> _What to work on_:
Among the entries below, one line contains "filename crates/tidewatch-oracle/src/lib.rs" and another contains "pub use http::HttpOracle;". Transcribe those two lines and every line between them, exactly.

■ ■ ■ ■

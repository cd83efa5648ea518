//! Connection handles, the connection pool and inbound routing.

pub mod handle;
pub mod manager;
pub mod pool;

pub use handle::{ConnectionHandle, ConnectionId, SendOutcome};
pub use manager::ConnectionManager;
pub use pool::ConnectionPool;
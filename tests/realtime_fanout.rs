//! WebSocket fanout over a real socket.

mod helpers;

use std::net::SocketAddr;
use std::time::Duration;

use futures::{SinkExt, StreamExt};
use serde_json::Value;
use tokio::net::{TcpListener, TcpStream};
use tokio_tungstenite::tungstenite::Message;
use tokio_tungstenite::tungstenite::client::IntoClientRequest;
use tokio_tungstenite::{MaybeTlsStream, WebSocketStream, connect_async};
use tokio_util::sync::CancellationToken;

use tidewatch_core::types::UserId;
use tidewatch_entity::Severity;
use tidewatch_entity::report::ReportType;
use tidewatch_realtime::ws::{self, USER_ID_HEADER};

use helpers::{TestApp, coast, ctx, north_of_coast, submission};

type Client = WebSocketStream<MaybeTlsStream<TcpStream>>;

struct Server {
    addr: SocketAddr,
    shutdown: CancellationToken,
}

async fn serve(app: &TestApp) -> Server {
    let listener = TcpListener::bind("127.0.0.1:0").await.unwrap();
    let addr = listener.local_addr().unwrap();
    let shutdown = CancellationToken::new();
    tokio::spawn(ws::serve(listener, app.engine.clone(), shutdown.clone()));
    Server { addr, shutdown }
}

async fn connect(addr: SocketAddr, user_id: Option<UserId>) -> Result<Client, String> {
    let mut request = format!("ws://{addr}/").into_client_request().unwrap();
    if let Some(id) = user_id {
        request
            .headers_mut()
            .insert(USER_ID_HEADER, id.to_string().parse().unwrap());
    }
    connect_async(request)
        .await
        .map(|(socket, _)| socket)
        .map_err(|e| e.to_string())
}

async fn send(client: &mut Client, frame: Value) {
    client.send(Message::text(frame.to_string())).await.unwrap();
}

/// Next JSON frame, failing the test after two seconds.
async fn next_frame(client: &mut Client) -> Value {
    loop {
        let message = tokio::time::timeout(Duration::from_secs(2), client.next())
            .await
            .expect("timed out waiting for a frame")
            .expect("socket closed")
            .unwrap();
        if let Message::Text(text) = message {
            return serde_json::from_str(text.as_str()).unwrap();
        }
    }
}

/// Skip frames until one of `kind` arrives.
async fn next_of(client: &mut Client, kind: &str) -> Value {
    loop {
        let frame = next_frame(client).await;
        if frame["type"] == kind {
            return frame;
        }
    }
}

#[tokio::test]
async fn test_handshake_requires_user_id() {
    let app = TestApp::new().await;
    let server = serve(&app).await;

    assert!(connect(server.addr, None).await.is_err());
    assert_eq!(app.engine.connections.connection_count(), 0);
    server.shutdown.cancel();
}

#[tokio::test]
async fn test_subscriber_receives_reports_in_order() {
    let app = TestApp::new().await;
    let server = serve(&app).await;
    let listener = app.resident("listener@example.com", north_of_coast(400.0)).await;
    let author = app.resident("author@example.com", coast()).await;

    let mut client = connect(server.addr, Some(listener.id)).await.unwrap();
    send(&mut client, serde_json::json!({ "type": "subscribe", "room": "geo:13:80" })).await;
    let ack = next_of(&mut client, "subscribed").await;
    assert_eq!(ack["room"], "geo:13:80");

    let mut submitted = Vec::new();
    for _ in 0..3 {
        let receipt = app
            .services
            .reports
            .submit(&ctx(&author), submission(ReportType::Flood, Severity::Low, 0))
            .await
            .unwrap();
        submitted.push(receipt.report.id.to_string());
    }

    for (i, id) in submitted.iter().enumerate() {
        let frame = next_of(&mut client, "event").await;
        assert_eq!(frame["event"], "new_report");
        assert_eq!(frame["room"], "geo:13:80");
        assert_eq!(frame["seq"], (i + 1) as u64);
        assert_eq!(frame["payload"]["id"], *id);
    }
    server.shutdown.cancel();
}

#[tokio::test]
async fn test_foreign_private_room_is_forbidden_and_ping_answers() {
    let app = TestApp::new().await;
    let server = serve(&app).await;
    let user = app.resident("curious@example.com", coast()).await;
    let mut client = connect(server.addr, Some(user.id)).await.unwrap();

    send(
        &mut client,
        serde_json::json!({ "type": "subscribe", "room": format!("user:{}", UserId::new()) }),
    )
    .await;
    let error = next_of(&mut client, "error").await;
    assert_eq!(error["code"], "FORBIDDEN");

    send(&mut client, serde_json::json!({ "type": "ping", "timestamp": 7 })).await;
    let pong = next_of(&mut client, "pong").await;
    assert_eq!(pong["timestamp"], 7);
    server.shutdown.cancel();
}

#[tokio::test]
async fn test_shutdown_closes_open_sessions() {
    let app = TestApp::new().await;
    let server = serve(&app).await;
    let user = app.resident("leaving@example.com", coast()).await;
    let mut client = connect(server.addr, Some(user.id)).await.unwrap();
    send(&mut client, serde_json::json!({ "type": "ping" })).await;
    next_of(&mut client, "pong").await;
    assert_eq!(app.engine.connections.connection_count(), 1);

    server.shutdown.cancel();

    let closed = tokio::time::timeout(Duration::from_secs(2), async {
        loop {
            match client.next().await {
                Some(Ok(Message::Close(_))) | None | Some(Err(_)) => break,
                Some(Ok(_)) => {}
            }
        }
    })
    .await;
    assert!(closed.is_ok());
    assert_eq!(app.engine.connections.connection_count(), 0);
}
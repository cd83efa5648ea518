//! Request context carrying the acting user and their role.

use chrono::{DateTime, Utc};
use serde::{Deserialize, Serialize};

use tidewatch_core::types::UserId;
use tidewatch_entity::user::UserRole;

/// Who is performing an operation.
///
/// Built by the (external) authentication layer and passed into service
/// methods that act on behalf of a user.
#[derive(Debug, Clone, Serialize, Deserialize)]
pub struct RequestContext {
    /// The acting user's ID.
    pub user_id: UserId,
    /// The user's role at request time.
    pub role: UserRole,
    /// When the request was received.
    pub request_time: DateTime<Utc>,
}

impl RequestContext {
    /// Creates a new request context.
    pub fn new(user_id: UserId, role: UserRole) -> Self {
        Self {
            user_id,
            role,
            request_time: Utc::now(),
        }
    }

    /// Returns whether the current user is an admin.
    pub fn is_admin(&self) -> bool {
        matches!(self.role, UserRole::Admin)
    }

    /// Returns whether the current user may verify reports.
    pub fn can_verify(&self) -> bool {
        self.role.can_verify()
    }
}
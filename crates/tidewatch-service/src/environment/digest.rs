//! Daily digest.
//!
//! Once per UTC day every user with active alerts near home receives one
//! summary notification. The (user, day) pair is claimed before sending so
//! overlapping runs never send twice; a failed send gives the claim back.

use std::sync::Arc;

use chrono::NaiveDate;
use serde::Serialize;
use tracing::{debug, info, warn};

use tidewatch_core::result::AppResult;
use tidewatch_core::traits::Clock;
use tidewatch_database::repositories::{AlertRepository, NotificationRepository, UserRepository};
use tidewatch_entity::alert::Alert;
use tidewatch_entity::notification::{NotificationKind, NotificationPriority, OutboundMessage};
use tidewatch_entity::user::User;

use crate::notification::NotificationDispatcher;

/// Most alerts listed in one digest body.
const MAX_LISTED_ALERTS: usize = 5;

/// Counters for one digest run.
#[derive(Debug, Clone, Copy, Default, PartialEq, Eq, Serialize)]
pub struct DigestOutcome {
    /// Users looked at.
    pub users_considered: usize,
    /// Digests delivered.
    pub sent: usize,
    /// Users with nothing to report or already served today.
    pub skipped: usize,
    /// Sends that failed.
    pub failed: usize,
}

/// Sends the once-a-day summary of nearby active alerts.
#[derive(Debug, Clone)]
pub struct DigestService {
    users: Arc<UserRepository>,
    alerts: Arc<AlertRepository>,
    notifications: Arc<NotificationRepository>,
    dispatcher: NotificationDispatcher,
    clock: Arc<dyn Clock>,
    radius_km: f64,
}

impl DigestService {
    /// Creates a new digest service.
    pub fn new(
        users: Arc<UserRepository>,
        alerts: Arc<AlertRepository>,
        notifications: Arc<NotificationRepository>,
        dispatcher: NotificationDispatcher,
        clock: Arc<dyn Clock>,
        radius_km: f64,
    ) -> Self {
        Self {
            users,
            alerts,
            notifications,
            dispatcher,
            clock,
            radius_km,
        }
    }

    /// Send today's digest to every user who has not had one yet.
    pub async fn run_daily_digest(&self) -> AppResult<DigestOutcome> {
        let now = self.clock.now();
        let today = now.date_naive();
        let users = self.users.find_all().await?;
        let mut outcome = DigestOutcome {
            users_considered: users.len(),
            ..DigestOutcome::default()
        };

        for user in users {
            let nearby = self
                .alerts
                .find_active_near(&user.location, self.radius_km, now)
                .await?;
            if nearby.is_empty() {
                outcome.skipped += 1;
                continue;
            }
            if !self.notifications.claim_digest(user.id, today, now).await? {
                debug!(user_id = %user.id, %today, "Digest already sent today");
                outcome.skipped += 1;
                continue;
            }

            match self.send(&user, today, &nearby).await {
                Ok(()) => outcome.sent += 1,
                Err(e) => {
                    self.notifications.release_digest(user.id, today).await;
                    if e.is_fatal() {
                        return Err(e);
                    }
                    warn!(user_id = %user.id, error = %e, "Digest delivery failed");
                    outcome.failed += 1;
                }
            }
        }

        info!(
            %today,
            considered = outcome.users_considered,
            sent = outcome.sent,
            skipped = outcome.skipped,
            failed = outcome.failed,
            "Daily digest finished"
        );
        Ok(outcome)
    }

    async fn send(&self, user: &User, day: NaiveDate, alerts: &[Alert]) -> AppResult<()> {
        let message = OutboundMessage::new(
            NotificationKind::Digest,
            format!("Coastal summary for {day}"),
            digest_body(alerts),
        )
        .with_priority(NotificationPriority::Low);
        self.dispatcher.send_to_user(user, &message).await?;
        Ok(())
    }
}

fn digest_body(alerts: &[Alert]) -> String {
    let mut lines = vec![format!(
        "{} active alert{} near you:",
        alerts.len(),
        if alerts.len() == 1 { "" } else { "s" }
    )];
    for alert in alerts.iter().take(MAX_LISTED_ALERTS) {
        lines.push(format!(
            "- {} (until {})",
            alert.title,
            alert.expires_at.format("%H:%M UTC")
        ));
    }
    if alerts.len() > MAX_LISTED_ALERTS {
        lines.push(format!("…and {} more", alerts.len() - MAX_LISTED_ALERTS));
    }
    lines.join("\n")
}

#[cfg(test)]
mod tests {
    use chrono::Duration;
    use tidewatch_entity::Severity;
    use tidewatch_entity::notification::NotificationKind;

    use crate::testing::{Harness, alert_spec};

    #[tokio::test]
    async fn test_digest_sent_once_per_day() {
        let h = Harness::new().await;
        let user = h.citizen("digest@example.org").await;
        h.services.alerts.create(alert_spec(Severity::Medium, 20.0)).await.unwrap();

        let (a, b) = tokio::join!(
            h.services.digest.run_daily_digest(),
            h.services.digest.run_daily_digest()
        );
        assert_eq!(a.unwrap().sent + b.unwrap().sent, 1);

        let same_day = h.services.digest.run_daily_digest().await.unwrap();
        assert_eq!(same_day.sent, 0);

        h.clock.advance(Duration::hours(20));
        let next_day = h.services.digest.run_daily_digest().await.unwrap();
        assert_eq!(next_day.sent, 1);

        let digests = h
            .db
            .notifications
            .find_by_user(&user.id, 50)
            .await
            .unwrap()
            .into_iter()
            .filter(|n| n.kind == NotificationKind::Digest)
            .count();
        assert_eq!(digests, 2);
    }

    #[tokio::test]
    async fn test_users_without_nearby_alerts_are_skipped() {
        let h = Harness::new().await;
        h.citizen("calm@example.org").await;
        let outcome = h.services.digest.run_daily_digest().await.unwrap();
        assert_eq!(outcome.users_considered, 1);
        assert_eq!(outcome.skipped, 1);
        assert_eq!(outcome.sent, 0);
    }
}
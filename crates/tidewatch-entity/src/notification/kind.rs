//! Notification kind enumeration.

use serde::{Deserialize, Serialize};
use std::fmt;

/// What a notification is about.
#[derive(Debug, Clone, Copy, PartialEq, Eq, Hash, Serialize, Deserialize)]
#[serde(rename_all = "snake_case")]
pub enum NotificationKind {
    /// An alert covering the user's location.
    Alert,
    /// A community report near the user.
    CommunityReport,
    /// The user's report was verified.
    Verification,
    /// Someone commented on the user's report.
    Comment,
    /// The user unlocked a badge.
    Achievement,
    /// Daily summary.
    Digest,
    /// Operational message.
    System,
}

impl NotificationKind {
    /// Return the kind as a snake_case string.
    pub fn as_str(&self) -> &'static str {
        match self {
            Self::Alert => "alert",
            Self::CommunityReport => "community_report",
            Self::Verification => "verification",
            Self::Comment => "comment",
            Self::Achievement => "achievement",
            Self::Digest => "digest",
            Self::System => "system",
        }
    }
}

impl fmt::Display for NotificationKind {
    fn fmt(&self, f: &mut fmt::Formatter<'_>) -> fmt::Result {
        write!(f, "{}", self.as_str())
    }
}
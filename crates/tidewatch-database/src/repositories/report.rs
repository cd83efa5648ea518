//! Report repository implementation.

use std::sync::Arc;

use async_trait::async_trait;

use tidewatch_core::result::AppResult;
use tidewatch_core::traits::Repository;
use tidewatch_core::types::{GeoPoint, ReportId, UserId};
use tidewatch_entity::report::Report;

use crate::connection::StoreHealth;
use crate::geo::GeoIndex;
use crate::table::MemoryTable;

/// Repository for community reports, indexed by location.
#[derive(Debug)]
pub struct ReportRepository {
    table: MemoryTable<ReportId, Report>,
    geo: GeoIndex<ReportId>,
}

impl ReportRepository {
    /// Create an empty report repository.
    pub fn new(health: Arc<StoreHealth>) -> Self {
        Self {
            table: MemoryTable::new("Report", health),
            geo: GeoIndex::new(),
        }
    }

    /// Atomically modify one report (vote dedup, escalation guard, status
    /// transitions all rely on this).
    pub async fn update_with<R>(
        &self,
        id: &ReportId,
        f: impl FnOnce(&mut Report) -> AppResult<R>,
    ) -> AppResult<(R, Report)> {
        self.table.update_with(id, f)
    }

    /// Reports located within `radius_km` of `center`, newest first.
    pub async fn find_nearby(&self, center: &GeoPoint, radius_km: f64) -> AppResult<Vec<Report>> {
        let mut reports = Vec::new();
        for id in self.geo.nearby(center, radius_km)? {
            if let Some(report) = self.table.get(&id)? {
                reports.push(report);
            }
        }
        reports.sort_by(|a, b| b.created_at.cmp(&a.created_at));
        Ok(reports)
    }

    /// Reports by one author, newest first.
    pub async fn find_by_author(&self, author_id: &UserId) -> AppResult<Vec<Report>> {
        let mut reports = self.table.scan(|r| r.author_id == *author_id)?;
        reports.sort_by(|a, b| b.created_at.cmp(&a.created_at));
        Ok(reports)
    }
}

#[async_trait]
impl Repository<Report, ReportId> for ReportRepository {
    async fn find_by_id(&self, id: &ReportId) -> AppResult<Option<Report>> {
        self.table.get(id)
    }

    async fn create(&self, report: &Report) -> AppResult<Report> {
        let stored = self.table.insert_new(report.id, report.clone())?;
        self.geo.upsert(report.id, report.location);
        Ok(stored)
    }

    async fn update(&self, report: &Report) -> AppResult<Report> {
        self.table.replace(&report.id, report.clone())
    }

    async fn count(&self) -> AppResult<u64> {
        Ok(self.table.len() as u64)
    }
}
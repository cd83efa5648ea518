//! WebSocket transport binding sockets to engine connections.
//!
//! Authentication happens upstream: the proxy in front of the listener sets
//! `x-user-id` on the upgrade request and the handshake is refused without it.

use std::net::SocketAddr;
use std::sync::Arc;

use futures::{SinkExt, StreamExt};
use tokio::net::{TcpListener, TcpStream};
use tokio_tungstenite::tungstenite::Message;
use tokio_tungstenite::tungstenite::handshake::server::{ErrorResponse, Request, Response};
use tokio_tungstenite::tungstenite::http::StatusCode;
use tokio_util::sync::CancellationToken;
use tracing::{debug, info, warn};

use tidewatch_core::error::{AppError, ErrorKind};
use tidewatch_core::result::AppResult;
use tidewatch_core::types::UserId;

use crate::engine::RealtimeEngine;

/// Header carrying the authenticated user id.
pub const USER_ID_HEADER: &str = "x-user-id";

/// Accepts WebSocket upgrades until `shutdown` fires.
pub async fn serve(
    listener: TcpListener,
    engine: Arc<RealtimeEngine>,
    shutdown: CancellationToken,
) -> AppResult<()> {
    let local = listener.local_addr()?;
    info!(addr = %local, "WebSocket listener started");

    loop {
        tokio::select! {
            _ = shutdown.cancelled() => break,
            accepted = listener.accept() => {
                let (stream, peer) = match accepted {
                    Ok(pair) => pair,
                    Err(e) => {
                        warn!(error = %e, "Failed to accept TCP connection");
                        continue;
                    }
                };
                if !engine.is_running() {
                    debug!(peer = %peer, "Engine stopped, refusing connection");
                    continue;
                }
                let engine = engine.clone();
                let shutdown = shutdown.clone();
                tokio::spawn(async move {
                    if let Err(e) = handle_socket(stream, peer, engine, shutdown).await {
                        debug!(peer = %peer, error = %e, "WebSocket session ended with error");
                    }
                });
            }
        }
    }

    info!("WebSocket listener stopped");
    Ok(())
}

/// Reads the user id header off the upgrade request.
fn user_id_from(request: &Request) -> Option<UserId> {
    request
        .headers()
        .get(USER_ID_HEADER)?
        .to_str()
        .ok()?
        .trim()
        .parse()
        .ok()
}

fn unauthorized() -> ErrorResponse {
    let mut response = ErrorResponse::new(Some(format!("missing or invalid {USER_ID_HEADER}")));
    *response.status_mut() = StatusCode::UNAUTHORIZED;
    response
}

async fn handle_socket(
    stream: TcpStream,
    peer: SocketAddr,
    engine: Arc<RealtimeEngine>,
    shutdown: CancellationToken,
) -> AppResult<()> {
    let mut user_id = None;
    let callback = |request: &Request, response: Response| match user_id_from(request) {
        Some(id) => {
            user_id = Some(id);
            Ok(response)
        }
        None => Err(unauthorized()),
    };
    let socket = tokio_tungstenite::accept_hdr_async(stream, callback)
        .await
        .map_err(|e| AppError::with_source(ErrorKind::Validation, "WebSocket handshake failed", e))?;
    let Some(user_id) = user_id else {
        return Err(AppError::authorization("WebSocket handshake without user id"));
    };

    let (handle, mut outbound) = engine.connections.register(user_id);
    let conn_id = handle.id;
    debug!(conn_id = %conn_id, peer = %peer, "WebSocket session opened");

    let (mut sink, mut inbound) = socket.split();

    loop {
        tokio::select! {
            _ = shutdown.cancelled() => break,
            _ = handle.closed() => break,
            frame = outbound.recv() => {
                let Some(text) = frame else { break };
                if let Err(e) = sink.send(Message::text(text)).await {
                    debug!(conn_id = %conn_id, error = %e, "WebSocket write failed");
                    break;
                }
            }
            message = inbound.next() => match message {
                Some(Ok(Message::Text(text))) => {
                    engine.connections.handle_inbound(&conn_id, text.as_str());
                }
                Some(Ok(Message::Close(_))) | None => break,
                Some(Ok(_)) => {}
                Some(Err(e)) => {
                    debug!(conn_id = %conn_id, error = %e, "WebSocket read failed");
                    break;
                }
            },
        }
    }

    engine.connections.unregister(&conn_id);
    let _ = sink.send(Message::Close(None)).await;
    debug!(conn_id = %conn_id, "WebSocket session closed");
    Ok(())
}
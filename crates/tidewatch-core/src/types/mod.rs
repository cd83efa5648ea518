//! Shared value types: typed identifiers and geographic primitives.

pub mod geo;
pub mod id;

pub use geo::{EARTH_RADIUS_KM, GeoCell, GeoPoint};
pub use id::*;
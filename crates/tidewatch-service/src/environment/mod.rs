//! Environmental readings and the two scheduled entry points built on them.

pub mod digest;
pub mod service;
pub mod sweep;

pub use digest::{DigestOutcome, DigestService};
pub use service::{EnvironmentService, RecordedReading};
pub use sweep::{SweepOutcome, ThreatSweepService};
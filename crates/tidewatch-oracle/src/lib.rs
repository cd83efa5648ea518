//! # tidewatch-oracle
//!
//! Scoring oracle for Tidewatch. Two providers implement [`ScoringOracle`]:
//!
//! - **heuristic**: deterministic keyword and threshold scoring, no network
//! - **http**: forwards requests to a remote AI service with a bounded timeout
//!
//! The provider is selected at runtime from [`OracleConfig`](tidewatch_core::config::oracle::OracleConfig).

pub mod content;
pub mod heuristic;
pub mod http;
pub mod provider;

pub use heuristic::HeuristicOracle;
pub use http::HttpOracle;
pub use provider::{OracleManager, ScoringOracle};
//! Individual realtime connection handle.

use chrono::{DateTime, Utc};
use tokio::sync::mpsc;
use tokio_util::sync::{CancellationToken, WaitForCancellationFuture};
use uuid::Uuid;

use tidewatch_core::types::UserId;

/// Unique connection identifier
pub type ConnectionId = Uuid;

/// Result of queueing a frame on a connection.
#[derive(Debug, Clone, Copy, PartialEq, Eq)]
pub enum SendOutcome {
    /// The frame is in the outbound buffer.
    Queued,
    /// The outbound buffer is full.
    Full,
    /// The connection is gone.
    Closed,
}

/// A handle to a single connection.
///
/// Holds the bounded sender feeding the socket writer plus the token the
/// writer watches to learn that the server dropped the connection.
#[derive(Debug)]
pub struct ConnectionHandle {
    /// Unique connection ID
    pub id: ConnectionId,
    /// User who owns this connection
    pub user_id: UserId,
    /// When the connection was established
    pub connected_at: DateTime<Utc>,
    sender: mpsc::Sender<String>,
    closed: CancellationToken,
}

impl ConnectionHandle {
    /// Create a new connection handle
    pub fn new(user_id: UserId, sender: mpsc::Sender<String>) -> Self {
        Self {
            id: Uuid::new_v4(),
            user_id,
            connected_at: Utc::now(),
            sender,
            closed: CancellationToken::new(),
        }
    }

    /// Queue a text frame without waiting.
    pub fn send(&self, frame: String) -> SendOutcome {
        if !self.is_alive() {
            return SendOutcome::Closed;
        }
        match self.sender.try_send(frame) {
            Ok(()) => SendOutcome::Queued,
            Err(mpsc::error::TrySendError::Full(_)) => SendOutcome::Full,
            Err(mpsc::error::TrySendError::Closed(_)) => {
                self.close();
                SendOutcome::Closed
            }
        }
    }

    pub fn is_alive(&self) -> bool {
        !self.closed.is_cancelled()
    }

    /// Mark the connection closed and wake its socket task.
    pub fn close(&self) {
        self.closed.cancel();
    }

    /// Resolves once the connection has been closed.
    pub fn closed(&self) -> WaitForCancellationFuture<'_> {
        self.closed.cancelled()
    }
}

#[cfg(test)]
mod tests {
    use super::*;

    #[test]
    fn test_full_buffer_and_closed_receiver() {
        let (tx, rx) = mpsc::channel(1);
        let handle = ConnectionHandle::new(UserId::new(), tx);

        assert_eq!(handle.send("a".into()), SendOutcome::Queued);
        assert_eq!(handle.send("b".into()), SendOutcome::Full);
        assert!(handle.is_alive());

        drop(rx);
        assert_eq!(handle.send("c".into()), SendOutcome::Closed);
        assert!(!handle.is_alive());
    }
}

■ ■ ■ ■

> _Solution to this exercise_:
filename crates/tidewatch-oracle/src/lib.rs
repository cd83efa5648ea518
//! # tidewatch-oracle
//!
//! Scoring oracle for Tidewatch. Two providers implement [`ScoringOracle`]:
//!
//! - **heuristic**: deterministic keyword and threshold scoring, no network
//! - **http**: forwards requests to a remote AI service with a bounded timeout
//!
//! The provider is selected at runtime from [`OracleConfig`](tidewatch_core::config::oracle::OracleConfig).

pub mod content;
pub mod heuristic;
pub mod http;
pub mod provider;

pub use heuristic::HeuristicOracle;
pub use http::HttpOracle;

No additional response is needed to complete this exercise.